With the ceiling open, the contractor could conceal a mechanical ventilation system within cupboards custom-built to match the originals. Julia had spent years researching parts for old houses, and chose a reproduction Heartland stove with six gas burners and both convection and warming ovens. “When I learned on a Wednesday that Heartland stoves were going up 6 percent in price by Friday,” she recalls, “I called up Joe Mosee at Standard TV & Appliances and he wrote up my order.”
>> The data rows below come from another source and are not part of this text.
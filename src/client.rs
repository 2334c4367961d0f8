//! Client facade
//!
//! Typed command surface over one [`Connection`]. Every method builds a
//! command, submits it and returns a [`Pending`] handle right away; failures
//! only show up when the handle is inspected.
//!
//! Typed variants (`set_i32`, `get_f64`, ...) differ only in the transcoder
//! they bind. The `*_with` methods take any transcoder.
//!
//! # Example
//!
//! ```no_run
//! use redline::{Client, Config};
//!
//! let config = Config::builder().address("127.0.0.1:6379").build();
//! let client = Client::connect(config).unwrap();
//!
//! let set = client.set_str("greeting", "hello");
//! let get = client.get_str("greeting");
//! set.wait().unwrap();
//! assert_eq!(get.wait().unwrap().as_deref(), Some("hello"));
//! ```

use std::borrow::Borrow;

use bytes::Bytes;
use serde::de::DeserializeOwned;
use serde::Serialize;

use crate::config::Config;
use crate::error::Result;
use crate::network::{Connection, ConnectionState};
use crate::protocol::{Command, CommandName, Pending, Reply};
use crate::transcoder::{
    DoubleTranscoder, IntegerTranscoder, LongTranscoder, RawTranscoder, SerializingTranscoder,
    StringTranscoder, Transcoder,
};

/// Pipelined client for one server
///
/// `Client` is `Send + Sync`; share it across threads behind an `Arc`.
pub struct Client {
    connection: Connection,
}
Julia’s parents had wanted a dishwasher, but didn’t want to ruin the cabinets installing one. Julia specified a double-drawer dishwasher with the cabinet front customized to fit with the original cabinets. A bit of original wallpaper remained in a cupboard over the baking center. Julia used its color to choose her wall paint: ‘Popcorn Kernel’ from Benjamin Moore’s Classic Colors.
Two colors of Marmoleum replaced the 1970s tile flooring. A red border in the linoleum visually separates nook from kitchen and kitchen from pantry; the installer created a 6″ square motif so the line would not pass under the stove. The convivial spirit her mother cherished is alive in this kitchen, and Julia wishes her parents were here to see how the room looks now. Like her parents, Julia opened her door, agreeing to put the kitchen on the Architectural Heritage Center’s Kitchen Revival Tour in 2010. Encouraged by Karla Pearlstein [restoringhistory.com], she shares her work with others.
“I’m very glad our house wasn’t wounded the way others have been,” she says. “Old houses have a lot to teach us about design, the use of space, and even ventilation. Newer is not always better!”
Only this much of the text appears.